<<SCIO>>
Well their original deal with Bayer had $20m upfront and another $40m on regulatory approval, followed by a co-promotion deal. Seems like a deal struck now would have similar or better terms.
Natrecor initially addresses a market of about a million cases a year (ER admissions for CHF). There are apparently about another 2 million cases where the patient is already hospitalized and develops CHF.
Pricing is still unclear to me. Nitroglycerin (the comparison in the trial) requires careful titration and close monitoring, and so is expensive in nursing time. Natrecor in the trial was pretty much fire and forget - may not even have to admit the patient overnight. So perhaps something of the order of $500 seems about right to me, but this is no more than a wild guess. This would mean a reasonable revenue target for the drug would be around $300m after a few years. That means a market cap of some $3 billion or more split between SCIO and their forthcoming partner (AMGN is about 20x sales, so $3 billion is fairly conservative).

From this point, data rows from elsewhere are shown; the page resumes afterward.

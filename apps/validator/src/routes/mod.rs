pub mod analysis;
pub mod health;

use axum::{
    routing::{get, post},
    Router,
};

use crate::state::AppState;

pub fn build_router(state: AppState) -> Router {
    Router::new()
        .route("/health", get(health::health_handler))
        .route(
            "/api/validate-candidate",
            post(analysis::handle_validate_candidate),
        )
        .route("/api/job-status/:task_id", get(analysis::handle_job_status))
        .route("/api/job-logs/:job_id", get(analysis::handle_job_logs))
        .with_state(state)
}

SCIO currently has a market cap of around $750m, with about $75m in cash and marketable securities. They have a reasonable pipeline and recurring annual revenues of around $35m already.
Thus mid 20's in the near term (post NDA application and partnership) seems reasonable. From this point out they also become a good munch candidate (which might of course be viewed as a long-term negative).
Basically I don't think the Natrecor results are fully in the stock yet. It really did very well in the trial, which I think answered all the FDA concerns. Fewer side effects than nitro, quicker onset of action, somewhat better efficacy, and as I already mentioned, much less need for titration. (These are all patients already on dobutamine & diuretics).
Longer term, who knows. I don't have a good read of the P38 kinase program or the status of their other partnered drugs (Chiron for FGF, Kaken in Japan for Fiblast and the Novo Nordisk diabetes drug, amongst others).